The energy drink consumption among adolescents is a significant public health concern due to its high prevalence and potential health risks [20]. Studies have shown that the prevalence of energy drink consumption among Italian adolescents is about 57% [22], and over the past decade, there has been a substantial increase [21]. While university students also consume energy drinks, the prevalence seems lower compared to high school students [70,71]. For instance, one study reported that about 15.2% of university undergraduates consumed caffeinated energy drinks over a six-month period. Moreover, energy drink consumption tends to be higher among males than females across different age groups in Italy [70,71]. Our findings indicate a greater consumption among younger adolescents; however, this difference is not statistically significant.

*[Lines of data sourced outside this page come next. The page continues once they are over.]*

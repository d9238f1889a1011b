use crate::{User, UserInput, clear};
use std::time::Duration;
use trove::{Change, Entity, Storage, Store, sync::broadcast::error::TryRecvError};

pub async fn observe<S: Store>(storage: &Storage<S>) {
    clear(storage).await;
    storage
        .insert::<User>(UserInput::new("uma", "Uma", 33))
        .await
        .expect("Failed to insert Uma");
    let mut uma = storage
        .query_one::<User>("uma".into())
        .await
        .expect("Failed to query Uma");

    // Entity changes
    let mut changes = uma.base().subscribe();
    uma.set_age(33);
    assert_eq!(changes.try_recv(), Err(TryRecvError::Empty));
    uma.set_age(34);
    uma.set_name("Uma Thurman");
    assert_eq!(changes.try_recv(), Ok(Change { key: "age" }));
    assert_eq!(changes.try_recv(), Ok(Change { key: "name" }));
    assert_eq!(changes.try_recv(), Err(TryRecvError::Empty));

    // Field values
    let mut email = uma.watch_email();
    assert_eq!(*email.borrow_and_update(), None);
    let watcher = tokio::spawn(async move {
        email
            .wait_for(|v| v.as_deref() == Some("uma@example.com"))
            .await
            .map(|v| (*v).clone())
    });
    uma.set_email(Some("uma@example.com"));
    let seen = tokio::time::timeout(Duration::from_secs(5), watcher)
        .await
        .expect("The watcher did not see the new email")
        .expect("The watcher task failed")
        .expect("The field publisher was dropped");
    assert_eq!(seen.as_deref(), Some("uma@example.com"));

    // Lazy load is observed
    let mut fresh = storage
        .query_one::<User>("uma".into())
        .await
        .expect("Failed to query Uma again");
    assert!(!fresh.age.is_loaded());
    let age = fresh.watch_age();
    assert_eq!(*age.borrow(), 33);
    storage.flush(&mut uma).await.expect("Failed to flush Uma");
    let mut check = storage
        .query_one::<User>("uma".into())
        .await
        .expect("Failed to query Uma once more");
    let age = check.watch_age();
    assert_eq!(*age.borrow(), 34);
}
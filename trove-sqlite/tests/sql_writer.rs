#[cfg(test)]
mod tests {
    use indoc::indoc;
    use trove_core::{ColumnKind, Model, Orderby, Pager, RowId, Where};
    use trove_sqlite::SqliteSqlWriter;

    const WRITER: SqliteSqlWriter = SqliteSqlWriter {};

    #[test]
    fn create() {
        let model = Model::new("library")
            .with_entity("Book")
            .with_column("id", ColumnKind::Integer)
            .with_column("title", ColumnKind::Text)
            .with_column("in \"stock\"", ColumnKind::Boolean)
            .with_column("rating", ColumnKind::Float)
            .with_column("cover", ColumnKind::Blob);
        let book = model.entity("Book").expect("Book is declared");
        {
            let mut out = String::new();
            WRITER.write_create_table(&mut out, book);
            assert_eq!(
                out,
                indoc! {r#"
                    CREATE TABLE IF NOT EXISTS "Book" (
                    "id" INTEGER,
                    "title" TEXT,
                    "in ""stock""" BOOLEAN,
                    "rating" REAL,
                    "cover" BLOB
                    );
                "#}
                .trim()
            );
        }
        {
            let mut out = String::new();
            WRITER.write_add_column(&mut out, "Book", &book.columns[1]);
            WRITER.write_create_index(&mut out, "Book", "id");
            assert_eq!(
                out,
                concat!(
                    r#"ALTER TABLE "Book" ADD COLUMN "title" TEXT;"#,
                    r#"CREATE INDEX IF NOT EXISTS "Book_id" ON "Book" ("id");"#,
                )
            );
        }
        {
            let mut out = String::new();
            WRITER.write_table_info(&mut out, "Book");
            assert_eq!(out, r#"PRAGMA table_info("Book");"#);
        }
    }

    #[test]
    fn select() {
        {
            let mut out = String::new();
            WRITER.write_select(&mut out, "Book", None, None, None);
            assert_eq!(out, r#"SELECT rowid, * FROM "Book";"#);
        }
        {
            let mut out = String::new();
            WRITER.write_select(
                &mut out,
                "Book",
                Some(&Where::with(r#""rating" > ? AND "genre" = ?"#).arg(4).arg(1)),
                Some(&Orderby::descending("rating").then("title", true)),
                Some(&Pager::new(2, 25)),
            );
            assert_eq!(
                out,
                concat!(
                    r#"SELECT rowid, * FROM "Book" WHERE "rating" > ? AND "genre" = ?"#,
                    r#" ORDER BY "rating" DESC, "title" ASC LIMIT 25 OFFSET 50;"#,
                )
            );
        }
        {
            let mut out = String::new();
            WRITER.write_select(&mut out, "Book", None, Some(&Orderby::default()), None);
            assert_eq!(out, r#"SELECT rowid, * FROM "Book";"#);
        }
        {
            let mut out = String::new();
            WRITER.write_select(&mut out, "Book", None, None, Some(&Pager::new(3, u64::MAX)));
            assert_eq!(
                out,
                r#"SELECT rowid, * FROM "Book" LIMIT 9223372036854775807 OFFSET 9223372036854775807;"#
            );
        }
        {
            let mut out = String::new();
            WRITER.write_select_id(&mut out, "Book", "id");
            assert_eq!(out, r#"SELECT rowid, * FROM "Book" WHERE "id" = ? LIMIT 1;"#);
        }
        {
            let mut out = String::new();
            WRITER.write_select_row(&mut out, "Book");
            assert_eq!(out, r#"SELECT rowid, * FROM "Book" WHERE rowid = ?;"#);
        }
        {
            let mut out = String::new();
            WRITER.write_count(&mut out, "Book", Some(&Where::id_equals("id", 3)));
            assert_eq!(out, r#"SELECT COUNT(*) FROM "Book" WHERE "id" = ?;"#);
        }
    }

    #[test]
    fn modify() {
        {
            let mut out = String::new();
            WRITER.write_insert(&mut out, "Book", ["id", "title"].into_iter());
            assert_eq!(out, r#"INSERT INTO "Book" ("id", "title") VALUES (?, ?);"#);
        }
        {
            let mut out = String::new();
            WRITER.write_insert(&mut out, "Book", [].into_iter());
            assert_eq!(out, r#"INSERT INTO "Book" DEFAULT VALUES;"#);
        }
        {
            let mut out = String::new();
            WRITER.write_update_where(
                &mut out,
                "Book",
                ["title", "rating"].into_iter(),
                Some(&Where::row_identity(RowId(4), "id", 12)),
            );
            assert_eq!(
                out,
                r#"UPDATE "Book" SET "title" = ?, "rating" = ? WHERE rowid = ? AND "id" IS ?;"#
            );
        }
        {
            let mut out = String::new();
            WRITER.write_update_where(
                &mut out,
                "Book",
                ["rating"].into_iter(),
                Some(&Where::with(r#""genre" = ?"#).arg(2)),
            );
            assert_eq!(out, r#"UPDATE "Book" SET "rating" = ? WHERE "genre" = ?;"#);
        }
        {
            let mut out = String::new();
            WRITER.write_delete(&mut out, "Book");
            assert_eq!(out, r#"DELETE FROM "Book" WHERE rowid = ?;"#);
        }
        {
            let mut out = String::new();
            WRITER.write_delete_where(&mut out, "Book", None);
            assert_eq!(out, r#"DELETE FROM "Book" RETURNING rowid;"#);
        }
        {
            let mut out = String::new();
            WRITER.write_transaction_begin(&mut out);
            WRITER.write_transaction_commit(&mut out);
            WRITER.write_transaction_rollback(&mut out);
            assert_eq!(out, "BEGIN IMMEDIATE;COMMIT;ROLLBACK;");
        }
    }
}
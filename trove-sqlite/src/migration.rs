use crate::{SqliteConnection, SqliteSqlWriter};
use trove_core::{EntityModel, Error, ErrorContext, Model, Result, Value};

/// Declared type of every column of `entity`, empty when the table is missing.
pub(crate) fn table_info(
    connection: &mut SqliteConnection,
    entity: &str,
) -> Result<Vec<(String, String)>> {
    let mut sql = String::new();
    SqliteSqlWriter::default().write_table_info(&mut sql, entity);
    connection
        .prepare(&sql)?
        .fetch()?
        .into_iter()
        .map(|row| match (row.get("name"), row.get("type")) {
            (Some(Value::Varchar(name)), Some(Value::Varchar(kind))) => {
                Ok((name.clone(), kind.clone()))
            }
            _ => Err(Error::msg(format!(
                "Unexpected table_info row for `{}`",
                entity
            ))),
        })
        .collect()
}

fn migrate_entity(connection: &mut SqliteConnection, entity: &EntityModel) -> Result<()> {
    let writer = SqliteSqlWriter::default();
    let existing = table_info(connection, &entity.name)?;
    let mut sql = String::new();
    if existing.is_empty() {
        log::debug!("Creating the table `{}`", entity.name);
        writer.write_create_table(&mut sql, entity);
    } else {
        for column in &entity.columns {
            match existing.iter().find(|(name, _)| *name == column.name) {
                Some((_, declared)) => {
                    let mut expected = String::new();
                    writer.write_column_type(&mut expected, column.kind);
                    if !declared.eq_ignore_ascii_case(&expected) {
                        return Err(Error::msg(format!(
                            "The column `{}.{}` is declared as {} but the model requires {}",
                            entity.name, column.name, declared, expected
                        )));
                    }
                }
                None => {
                    log::debug!("Adding the column `{}.{}`", entity.name, column.name);
                    writer.write_add_column(&mut sql, &entity.name, column);
                }
            }
        }
    }
    if entity.column("id").is_some() {
        writer.write_create_index(&mut sql, &entity.name, "id");
    }
    if !sql.is_empty() {
        connection.execute_batch(&sql)?;
    }
    Ok(())
}

/// Brings the database schema up to `model`: creates the missing tables,
/// adds the missing columns, and fails on a column whose type changed.
pub(crate) fn migrate(connection: &mut SqliteConnection, model: &Model) -> Result<()> {
    let writer = SqliteSqlWriter::default();
    let mut sql = String::new();
    writer.write_transaction_begin(&mut sql);
    connection.execute_batch(&sql)?;
    let result = model
        .entities
        .iter()
        .try_for_each(|entity| migrate_entity(connection, entity));
    sql.clear();
    let result = match result {
        Ok(()) => {
            writer.write_transaction_commit(&mut sql);
            connection.execute_batch(&sql)
        }
        Err(error) => {
            writer.write_transaction_rollback(&mut sql);
            let _ = connection.execute_batch(&sql);
            Err(error)
        }
    };
    result.with_context(|| format!("Could not migrate the `{}` model", model.name))
}
use crate::{Error, ErrorContext, Result, StoreError};
use serde::{Deserialize, Serialize};
use std::{fs, path::Path};

/// Storage class of a column.
#[derive(Debug, Clone, Copy, PartialEq, Eq, Hash, Serialize, Deserialize)]
#[serde(rename_all = "lowercase")]
pub enum ColumnKind {
    Boolean,
    Integer,
    Float,
    Text,
    Blob,
}

#[derive(Debug, Clone, PartialEq, Eq, Serialize, Deserialize)]
pub struct ColumnModel {
    pub name: String,
    #[serde(rename = "type")]
    pub kind: ColumnKind,
}

#[derive(Debug, Clone, PartialEq, Eq, Serialize, Deserialize)]
pub struct EntityModel {
    pub name: String,
    #[serde(default)]
    pub columns: Vec<ColumnModel>,
}

impl EntityModel {
    pub fn column(&self, name: &str) -> Option<&ColumnModel> {
        self.columns.iter().find(|c| c.name == name)
    }
}

/// Externally declared schema: the entities and their columns.
///
/// ```json
/// {
///   "name": "Library",
///   "entities": [
///     { "name": "Book", "columns": [
///       { "name": "id", "type": "integer" },
///       { "name": "title", "type": "text" }
///     ] }
///   ]
/// }
/// ```
#[derive(Debug, Clone, PartialEq, Eq, Serialize, Deserialize)]
pub struct Model {
    pub name: String,
    #[serde(default)]
    pub entities: Vec<EntityModel>,
}

impl Model {
    pub fn new(name: impl Into<String>) -> Self {
        Self {
            name: name.into(),
            entities: Vec::new(),
        }
    }

    /// Appends an entity, following `with_column` calls add columns to it.
    pub fn with_entity(mut self, name: impl Into<String>) -> Self {
        self.entities.push(EntityModel {
            name: name.into(),
            columns: Vec::new(),
        });
        self
    }

    /// Adds a column to the last entity added.
    pub fn with_column(mut self, name: impl Into<String>, kind: ColumnKind) -> Self {
        if let Some(entity) = self.entities.last_mut() {
            entity.columns.push(ColumnModel {
                name: name.into(),
                kind,
            });
        }
        self
    }

    /// Reads `<dir>/<name>.json`.
    pub fn load(dir: impl AsRef<Path>, name: &str) -> Result<Self> {
        let path = dir.as_ref().join(format!("{}.json", name));
        let not_found = || StoreError::ModelNotFound { model: name.into() };
        let content = fs::read_to_string(&path)
            .with_context(|| format!("Could not read `{}`", path.display()))
            .context(not_found())?;
        let model: Model = serde_json::from_str(&content)
            .with_context(|| format!("Could not parse `{}`", path.display()))
            .context(not_found())?;
        if model.name != name {
            return Err(Error::msg(format!(
                "`{}` declares the model `{}`",
                path.display(),
                model.name
            ))
            .context(not_found()));
        }
        Ok(model)
    }

    pub fn entity(&self, name: &str) -> Result<&EntityModel> {
        self.entities.iter().find(|e| e.name == name).ok_or_else(|| {
            StoreError::EntityNotFound {
                entity: name.into(),
            }
            .into()
        })
    }
}
use crate::Fieldable;
use std::hash::Hash;
use uuid::Uuid;

/// Logical identifier of an entity.
///
/// Two entities with the same canonical identifier are the same logical row.
/// The empty string and the integer zero are the "no identifier" sentinel.
pub trait EntityId: Fieldable + Eq + Hash {
    /// Canonical string form, used for row lookup and identity comparison.
    fn canonical(&self) -> String;
    fn is_empty(&self) -> bool {
        self.canonical().is_empty()
    }
}

macro_rules! impl_entity_id_integer {
    ($($t:ty),+) => {
        $(
            impl EntityId for $t {
                fn canonical(&self) -> String {
                    if *self == 0 {
                        String::new()
                    } else {
                        self.to_string()
                    }
                }
                fn is_empty(&self) -> bool {
                    *self == 0
                }
            }
        )+
    };
}
impl_entity_id_integer!(i8, i16, i32, i64, isize, u8, u16, u32, u64, usize);

impl EntityId for String {
    fn canonical(&self) -> String {
        self.clone()
    }
    fn is_empty(&self) -> bool {
        String::is_empty(self)
    }
}

impl EntityId for Uuid {
    fn canonical(&self) -> String {
        self.hyphenated().to_string()
    }
    fn is_empty(&self) -> bool {
        false
    }
}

Additionally, no statistically significant gender effect was observed, and while there is a notable difference, it may not be robust enough to draw definitive conclusions. A concerning trend is the mixing of energy drinks with alcohol, which can mask the intoxication symptoms and lead to dangerous effects such as increased dehydration and alcohol dependency risks [16,71]. Approximately 49% of adolescent consumers mix their energy drinks with alcohol [22].
The results for alcohol consumption, described in this study, reveal significant differences based on age and the parental geographical background. Regarding age, adolescents aged <15 and >19 years old are significantly less likely to consume alcohol compared to the reference group of 15–19 years old. Moreover, the AOR for individuals with foreign parents implies that they may have lower odds of alcohol consumption compared to those with Italian parents, possibly due to cultural and religious reasons, as previously declared. These results highlight the critical factors influencing the alcohol consumption patterns among adolescents and young adults. The stark contrast in drinking behaviours by age and parental background suggests that targeted interventions could be beneficial, particularly focusing on younger demographics who show lower consumption rates but may be at risk as they face the transition into adulthood. In 2022, around 650,000 minors aged 11–17 consumed alcohol in Italy, with 17.5% of males and 15.5% of females reporting use. Binge drinking affected 10.5% of males and 3.7% of females over the age of 11, totalling about four million individuals. The prevalence increased during adolescence, peaking at ages 18–24 (18.9% for males, 10.8% for females), and then declined with age [72].
Among the aspects considered, physical activity and sedentary behaviour hold particular importance for adolescents [73,74]. Common sedentary activities include watching TV, playing video games, and using computers, collectively referred to as “screen time,” as well as reading. Exposure to screen media can also contribute to unhealthy eating habits, characterized by a high consumption of energy-dense foods and sugary drinks during viewing. Regarding that, the WHO strongly advises that children and adolescents limit their sedentary time, especially recreational screen time [30]. The analysis of the daily screen time, carried out in this study, and its implications reveal several noteworthy insights, particularly concerning age differences. Indeed, those aged <15 years old and >19 years old show a significantly lower odds ratio for excessive screen time, suggesting that the adolescents in these groups may engage less in excessive screen time compared to other age brackets (15–19 years old). Excessive screen time has been linked to various health issues across studies. Research indicates associations with obesity, mental health disorders such as depression and anxiety, and negative impacts on cognitive functions [75,76]. The CDC reports that over 50% of teenagers aged 12–17 engage in four or more hours of daily screen time [77], underscoring a significant public health concern.
Moreover, the results highlight the gender differences in physical inactivity. In particular, the analysis indicates that females are significantly more likely to be physically inactive compared to males. This finding aligns with broader research indicating that males generally engage in more physical activity than females [78,79]. Physical activity is a healthy behaviour that is significantly affected by the growing academic, household, and occupational responsibilities during adolescence, all of which are deeply intertwined with the social context of this age group. Despite its numerous health benefits, it is alarming that only about 20% of adolescents meet the previous recommendation of engaging in at least 60 min of moderate-to-vigorous-intensity physical activity daily. Moreover, these already concerning levels are decreasing in most countries [80]. Considering that females generally exhibit lower levels of physical activity than males worldwide, the results of this study underscore the need for both macro- and micro-level changes to effectively boost the overall physical activity among adolescents and promote greater equity in this area.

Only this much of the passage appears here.